Bon, on va commencer par ce qui est réussi, ça ira vite. Il y a quelques fusils de tchékov simples mais efficaces, comme le véhicule utilisé à la fin du film qui est rapidement présenté au début lors de la tournée d’inspection par Daniels. On retrouve une thématique forte pour un film de science-fiction avec le fait de créer dans un but esthétique plutôt que fonctionnel comme critère pour passer à l’état de civilisation, maladroitement utilisée bien sûr mais existante. Les personnages de David et de Walter sont très intéressants sur le papier et plutôt bien interprétés par Michael Fassbender même si c’est terriblement sous-exploité. Maintenant qu’on a fait le tour des points positifs, rentrons dans le détail.

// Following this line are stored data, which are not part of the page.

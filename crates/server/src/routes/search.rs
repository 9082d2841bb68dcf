use actix_web::{get, web, HttpResponse};

use crate::error::ApiResult;
use crate::state::AppState;
use crate::types::{SearchQuery, SearchResponse};

#[get("/search")]
pub async fn search(
    query: web::Query<SearchQuery>,
    state: web::Data<std::sync::Arc<AppState>>,
) -> ApiResult<HttpResponse> {
    let request = query.to_request()?;
    let results = state.engine.search(&request).await?;

    Ok(HttpResponse::Ok().json(SearchResponse {
        query: request.query,
        count: results.len(),
        results,
    }))
}

#[get("/search/stats")]
pub async fn search_stats(state: web::Data<std::sync::Arc<AppState>>) -> ApiResult<HttpResponse> {
    let stats = state.engine.stats().await?;
    Ok(HttpResponse::Ok().json(stats))
}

Tout d’abord le film trébuche dès ses premiers éléments perturbateurs en apportant des explications scientifiques complètement incohérentes pour expliquer que d’une part le vaisseau s’arrête et d’autre part qu’il capte un signal vers une planète étrangère. Il fait donc moins bien et de façon plus laborieuse ce qu’Alien faisait parfaitement en moins de temps. Ce n’est pas grand-chose mais ça a le mérite d’être annonciateur du désastre imminent. Ah et bien sûr le film s’ouvre encore une fois sur autre chose qu’un vaisseau dans l’espace, au moins c’est raccord avec Prometheus. On a aussi une longue phase avant que l’action ne démarre pour instaurer les personnages mais il y en a tellement qu’ils sont trop peu développés pour que je m’y attache et beaucoup de répliques sont en plus mal écrites avec des blagues de gros beaufs sorties de nul part.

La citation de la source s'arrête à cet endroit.